The following steps were tested in Goobuntu 14.04, but should be applicable to any Debian-based distribution.

Create and start a virtualenv for the project.

sudo apt-get install virtualenv
virtualenv python-sandbox
. python-sandbox/bin/activate

Install the required libraries.

pip install numpy==1.10.2

Configure the PYTHONPATH to include the main repo directory:

PYTHONPATH=$PYTHONPATH:path/to/audio_sync_test

Use audio_sync.AnalyzeAudios() to determine the latency:

import audio_sync

# This assumes the test audio played by the devices under
# test is audio_sync.DEFAULT_TEST_AUDIO, whose properties
# are given in audio_sync.DEFAULT_TEST_AUDIO_PROPERTIES.
latencies, dropouts  = audio_sync.AnalyzeAudios(ref_wav_path, act_wav_path)

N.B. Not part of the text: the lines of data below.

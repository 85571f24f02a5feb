//! Analyst Engine Library
//!
//! This library provides the core functionality of the analyst engine:
//! a hybrid query router that answers natural-language business questions
//! from either a structured SQL store or a semantic vector store.
//! It is used by both the main binary and integration tests.

/// Boot-once engine construction
pub mod bootstrap;

/// Configuration management module
pub mod config;

/// Database persistence module (structured and vector stores)
pub mod db;

/// Chat and embedding model abstraction layer
pub mod llm;

/// Query router and tool selector
pub mod router;

/// Retrieval engines and tool registry
pub mod tools;

/// Telemetry and Observability
pub mod telemetry;

/// CLI interface module
pub mod cli;

/// Command handlers module
pub mod handlers;
//! Logging setup
//!
//! Structured logging via `tracing-subscriber`. The filter comes from
//! `RUST_LOG` when set, otherwise from the configured level. Debug builds
//! log human-readable output; release builds emit JSON with span context
//! for log shipping.

use tracing_subscriber::{fmt, layer::SubscriberExt, util::SubscriberInitExt, EnvFilter};

/// Install the global subscriber at the given level.
///
/// The first call wins: repeated initialization leaves the original
/// subscriber in place rather than erroring.
pub fn init(log_level: &str) {
    let filter = env_filter(log_level);

    #[cfg(debug_assertions)]
    tracing_subscriber::registry()
        .with(filter)
        .with(fmt::layer().with_target(false).pretty())
        .try_init()
        .ok();

    #[cfg(not(debug_assertions))]
    tracing_subscriber::registry()
        .with(filter)
        .with(fmt::layer().json().with_current_span(true))
        .try_init()
        .ok();
}

fn env_filter(log_level: &str) -> EnvFilter {
    EnvFilter::try_from_default_env().unwrap_or_else(|_| {
        EnvFilter::new(format!(
            "{level},analyst_engine={level}",
            level = log_level
        ))
    })
}
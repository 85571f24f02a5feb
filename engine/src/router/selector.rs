//! Tool selector
//!
//! Issues one classification call per query: the question plus the ordered
//! capability descriptors go to the chat model, which is instructed to
//! answer with exactly one tool id. The free-text output is never trusted
//! as structurally correct — it is parsed against the exact candidate-id
//! set before any dispatch, and a selection that yields no valid id fails
//! with `SelectionFailure` rather than defaulting to an arbitrary tool.
//! A registry holding a single tool bypasses the model call entirely.

use sdk::errors::EngineError;
use sdk::retrieval_tool::ToolDescriptor;
use std::sync::Arc;
use tracing::debug;

use crate::llm::{LLMProvider, Message};

/// Routing decision for one query. Produced fresh per query, not persisted.
#[derive(Debug, Clone)]
pub struct RoutingDecision {
    /// Id of the selected tool, validated against the candidate set
    pub selected_tool_id: String,

    /// Raw classification output, kept for tracing
    pub rationale: Option<String>,
}

/// Selects exactly one tool per query
pub struct Selector {
    llm: Arc<dyn LLMProvider>,
}

impl Selector {
    /// Create a new selector over the shared chat model
    pub fn new(llm: Arc<dyn LLMProvider>) -> Self {
        Self { llm }
    }

    /// Classify the question against the candidate set.
    ///
    /// Single-selection only: this never returns multiple tools or partial
    /// weights.
    pub async fn select(
        &self,
        question: &str,
        candidates: &[ToolDescriptor],
    ) -> Result<RoutingDecision, EngineError> {
        match candidates.len() {
            0 => Err(EngineError::Config(
                "Routing attempted with no tools registered".to_string(),
            )),
            1 => {
                // Trivial selection: no model call needed
                debug!(tool = %candidates[0].id, "Single candidate, bypassing classification");
                Ok(RoutingDecision {
                    selected_tool_id: candidates[0].id.clone(),
                    rationale: Some("only registered tool".to_string()),
                })
            }
            _ => {
                let raw = self
                    .llm
                    .complete(&Self::classification_messages(question, candidates))
                    .await?;
                debug!(%raw, "Classification output");
                parse_selection(&raw, candidates)
            }
        }
    }

    fn classification_messages(question: &str, candidates: &[ToolDescriptor]) -> Vec<Message> {
        let listing = candidates
            .iter()
            .enumerate()
            .map(|(index, descriptor)| {
                format!(
                    "{}. {}: {}",
                    index + 1,
                    descriptor.id,
                    descriptor.capability_text
                )
            })
            .collect::<Vec<_>>()
            .join("\n");

        let system = format!(
            "You route business questions to retrieval tools by capability. \
             Select the single best tool for the question.\n\n\
             Available tools:\n{}\n\n\
             Respond with exactly one tool id from the list and nothing else.",
            listing
        );

        vec![Message::system(system), Message::user(question)]
    }
}

/// Parse raw classification output against the candidate-id set.
///
/// An exact (trimmed, unquoted) match is accepted directly. Otherwise the
/// earliest occurrence of any candidate id in the text wins — a documented
/// tie-break, not silent ambiguity. Zero extractable ids is a
/// `SelectionFailure`.
pub fn parse_selection(
    raw: &str,
    candidates: &[ToolDescriptor],
) -> Result<RoutingDecision, EngineError> {
    let trimmed = raw.trim();
    let unquoted = trimmed.trim_matches(|c: char| matches!(c, '"' | '\'' | '`' | '.' | ' '));

    if let Some(descriptor) = candidates.iter().find(|c| c.id == unquoted) {
        return Ok(RoutingDecision {
            selected_tool_id: descriptor.id.clone(),
            rationale: (trimmed != descriptor.id).then(|| trimmed.to_string()),
        });
    }

    // Earliest embedded occurrence wins; candidate order breaks exact ties
    let earliest = candidates
        .iter()
        .filter_map(|descriptor| raw.find(&descriptor.id).map(|pos| (pos, descriptor)))
        .min_by_key(|(pos, _)| *pos);

    match earliest {
        Some((_, descriptor)) => Ok(RoutingDecision {
            selected_tool_id: descriptor.id.clone(),
            rationale: Some(trimmed.to_string()),
        }),
        None => {
            let excerpt: String = trimmed.chars().take(120).collect();
            Err(EngineError::SelectionFailure(format!(
                "no candidate tool id in classification output: '{}'",
                excerpt
            )))
        }
    }
}
//! Unified response and provenance types
//!
//! Both retrieval engines return the same response shape. The provenance
//! field carries the literal evidence the answer was grounded in — SQL rows
//! for the structured path, document chunks for the semantic path — so the
//! caller can always trace a claim back to stored data.

use serde::{Deserialize, Serialize};

/// Response produced by a retrieval engine for one question
#[derive(Debug, Clone, Serialize, Deserialize)]
pub struct EngineResponse {
    /// Natural-language answer text
    pub answer_text: String,

    /// Literal evidence the answer was synthesized from
    pub provenance: Provenance,

    /// Id of the tool that produced this response
    pub tool_id: String,
}

impl EngineResponse {
    /// Create a new response
    pub fn new(
        answer_text: impl Into<String>,
        provenance: Provenance,
        tool_id: impl Into<String>,
    ) -> Self {
        Self {
            answer_text: answer_text.into(),
            provenance,
            tool_id: tool_id.into(),
        }
    }
}

/// Evidence behind an answer: rows from the structured store, or chunks
/// from the vector store. Exactly one shape per response.
#[derive(Debug, Clone, Serialize, Deserialize)]
#[serde(tag = "kind", rename_all = "snake_case")]
pub enum Provenance {
    /// Literal result rows from the structured store, keyed by column name
    Rows { rows: Vec<serde_json::Value> },

    /// Retrieved document chunks from the vector store
    Chunks { chunks: Vec<RetrievedChunk> },
}

impl Provenance {
    /// Number of evidence items carried
    pub fn len(&self) -> usize {
        match self {
            Self::Rows { rows } => rows.len(),
            Self::Chunks { chunks } => chunks.len(),
        }
    }

    /// True when no evidence was retrieved
    pub fn is_empty(&self) -> bool {
        self.len() == 0
    }
}

/// A document chunk returned by similarity search
#[derive(Debug, Clone, Serialize, Deserialize)]
pub struct RetrievedChunk {
    /// Chunk text
    pub text: String,

    /// Cosine similarity against the query embedding
    pub score: f32,

    /// Metadata stored alongside the chunk at index time
    pub metadata: serde_json::Value,
}
//! # Capture Acquisition
//!
//! Loads a capture from disk and provides the views the analyzer needs.
//!
//! ## Capture Format
//!
//! A JSON document produced by the trace conversion step:
//!
//! ```json
//! {
//!   "version": 1,
//!   "processes": [{ "pid": 4242, "name": "devenv.exe" }],
//!   "process_events": [
//!     { "kind": "start", "pid": 4242, "image_file_name": "devenv.exe", "timestamp": 0.0 },
//!     { "kind": "image_load", "pid": 4242, "image_file_name": "C:\\VS\\msenv.dll",
//!       "image_base": 1879048192, "image_size": 4194304, "timestamp": 0.5 }
//!   ],
//!   "events": [
//!     { "type": "sample", "timestamp": 1.0, "pid": 4242, "tid": 17, "stack": [{ "module": "devenv", "method": "WinMain" }] },
//!     { "type": "context_switch", "timestamp": 2.0, "old_tid": 17, "new_tid": 0, "old_wait_reason": 13, "stack": [] },
//!     { "type": "ready_thread", "timestamp": 3.0, "awakened_tid": 17 }
//!   ]
//! }
//! ```
//!
//! Stacks are leaf-first; frames carry either `method` or a raw `address`.
//! Process records are `start`/`end`/`rundown_start`/`rundown_end` for
//! processes and `image_load`/`image_unload`/`image_rundown` for the images
//! mapped into them.
//! Scheduling events must be in non-decreasing timestamp order. Captures
//! that violate this are rejected rather than reordered.

pub mod acquisition_log;
pub mod archive;

use std::fs::File;
use std::io::{BufReader, Read};
use std::path::{Path, PathBuf};

use log::info;
use serde::Deserialize;
use threadscope_common::Event;

use crate::domain::{CaptureError, Pid};
use crate::monitor::{
    ProcessEvent, ProcessMonitor, ProcessNotification, ProcessRecord, ProcessRegistry,
    Subscription,
};

pub use acquisition_log::AcquisitionLog;
pub use archive::locate_capture;

/// Capture format version this build reads.
pub const SUPPORTED_VERSION: u32 = 1;

/// Process present in the capture.
#[derive(Debug, Clone, PartialEq, Eq, Deserialize)]
pub struct ProcessInfo {
    pub pid: u32,
    pub name: String,
}

#[derive(Debug, Deserialize)]
struct CaptureFile {
    version: u32,
    #[serde(default)]
    processes: Vec<ProcessInfo>,
    #[serde(default)]
    process_events: Vec<ProcessEvent>,
    #[serde(default)]
    events: Vec<Event>,
}

/// A loaded, validated capture.
#[derive(Debug)]
pub struct Capture {
    path: PathBuf,
    processes: Vec<ProcessInfo>,
    process_events: Vec<ProcessEvent>,
    events: Vec<Event>,
}

impl Capture {
    /// Locate (unpacking if needed) and load the capture at `path`.
    ///
    /// # Errors
    /// Any [`CaptureError`] from locating, reading or validating the capture.
    pub fn load(path: &Path, log: &mut AcquisitionLog) -> Result<Self, CaptureError> {
        let located = locate_capture(path, log)?;
        let file = File::open(&located)?;
        let capture = Self::from_reader(BufReader::new(file), located)?;
        log.record(format!(
            "Loaded {} scheduling events, {} processes, {} process records",
            capture.events.len(),
            capture.processes.len(),
            capture.process_events.len()
        ));
        Ok(capture)
    }

    /// Parse and validate a capture from `reader`; `path` is kept for reporting.
    ///
    /// # Errors
    /// [`CaptureError::Json`] on malformed input, [`CaptureError::InvalidCapture`]
    /// on an unsupported version or out-of-order events.
    pub fn from_reader<R: Read>(reader: R, path: PathBuf) -> Result<Self, CaptureError> {
        let file: CaptureFile = serde_json::from_reader(reader)?;
        if file.version != SUPPORTED_VERSION {
            return Err(CaptureError::InvalidCapture(format!(
                "unsupported version {} (expected {SUPPORTED_VERSION})",
                file.version
            )));
        }
        validate_order(&file.events)?;
        Ok(Self {
            path,
            processes: file.processes,
            process_events: file.process_events,
            events: file.events,
        })
    }

    #[must_use]
    pub fn path(&self) -> &Path {
        &self.path
    }

    /// All scheduling events in capture order.
    #[must_use]
    pub fn events(&self) -> &[Event] {
        &self.events
    }

    /// Mutable events, for in-place symbolization.
    pub fn events_mut(&mut self) -> &mut [Event] {
        &mut self.events
    }

    /// Sample events of one process.
    pub fn process_samples(&self, pid: Pid) -> impl Iterator<Item = &Event> + '_ {
        self.events
            .iter()
            .filter(move |event| matches!(event, Event::Sample { pid: p, .. } if *p == pid.0))
    }

    /// Find the single instance of process `name`.
    ///
    /// # Errors
    /// See [`track_process`](Self::track_process).
    pub fn find_process(&self, name: &str, log: &mut AcquisitionLog) -> Result<Pid, CaptureError> {
        self.track_process(name, log).map(|(pid, _)| pid)
    }

    /// Find the single instance of process `name` along with its lifecycle
    /// and image records.
    ///
    /// Process records are replayed through a [`ProcessMonitor`], whose
    /// notifications are copied into `log`.
    ///
    /// # Errors
    /// [`CaptureError::ProcessNotFound`] when there is no instance,
    /// [`CaptureError::AmbiguousProcess`] when there is more than one.
    pub fn track_process(
        &self,
        name: &str,
        log: &mut AcquisitionLog,
    ) -> Result<(Pid, ProcessRecord), CaptureError> {
        let mut registry = ProcessRegistry::new(name);
        let notifications = registry.subscribe(Subscription::All);
        for process in &self.processes {
            registry.observe_existing(process.pid, &process.name);
        }

        let monitor = ProcessMonitor::start(registry);
        for event in &self.process_events {
            monitor
                .feed(event.clone())
                .map_err(|e| CaptureError::InvalidCapture(e.to_string()))?;
        }
        let registry = monitor.stop().map_err(|e| CaptureError::InvalidCapture(e.to_string()))?;

        for notification in notifications.try_iter() {
            match notification {
                ProcessNotification::Started { pid, name } => {
                    log.record(format!("Process {pid} ({name}) started"));
                }
                ProcessNotification::Ended { pid } => log.record(format!("Process {pid} ended")),
                ProcessNotification::Anomaly { message, .. } => {
                    log.record(format!("Process anomaly: {message}"));
                }
                ProcessNotification::ImageLoaded { pid, file_name, base, load_order } => {
                    log.record(format!("{pid} loaded #{load_order} {file_name} at 0x{base:x}"));
                }
                ProcessNotification::ImageUnloaded { pid, file_name, base } => {
                    log.record(format!("{pid} unloaded {file_name} at 0x{base:x}"));
                }
            }
        }

        let instances = registry.instances();
        match instances.as_slice() {
            [] => Err(CaptureError::ProcessNotFound(name.to_string())),
            [pid] => {
                let record = registry.get(*pid).cloned().unwrap_or_default();
                info!("Found {name} as {pid} with {} images", record.images.len());
                Ok((*pid, record))
            }
            _ => Err(CaptureError::AmbiguousProcess {
                name: name.to_string(),
                count: instances.len(),
            }),
        }
    }
}

/// Reject non-finite or decreasing timestamps.
fn validate_order(events: &[Event]) -> Result<(), CaptureError> {
    let mut previous = f64::NEG_INFINITY;
    for (index, event) in events.iter().enumerate() {
        let timestamp = event.timestamp();
        if !timestamp.is_finite() {
            return Err(CaptureError::InvalidCapture(format!(
                "event {index} has non-finite timestamp"
            )));
        }
        if timestamp < previous {
            return Err(CaptureError::InvalidCapture(format!(
                "event {index} at {timestamp}ms precedes previous event at {previous}ms"
            )));
        }
        previous = timestamp;
    }
    Ok(())
}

# Verify there are no dropouts and the latency is below the threshold.
assert [] == [x for x in latencies if x[1] >= LATENCY_THRESHOLD]
assert [] == dropouts

latencies has the form [(t0, latency0), (t1, latency1), ...], where tx is the time, in seconds, from the start of the audio to a cliff in the reference audio and latencyx is the latency, in seconds, of the corresponding cliff in the actual signal.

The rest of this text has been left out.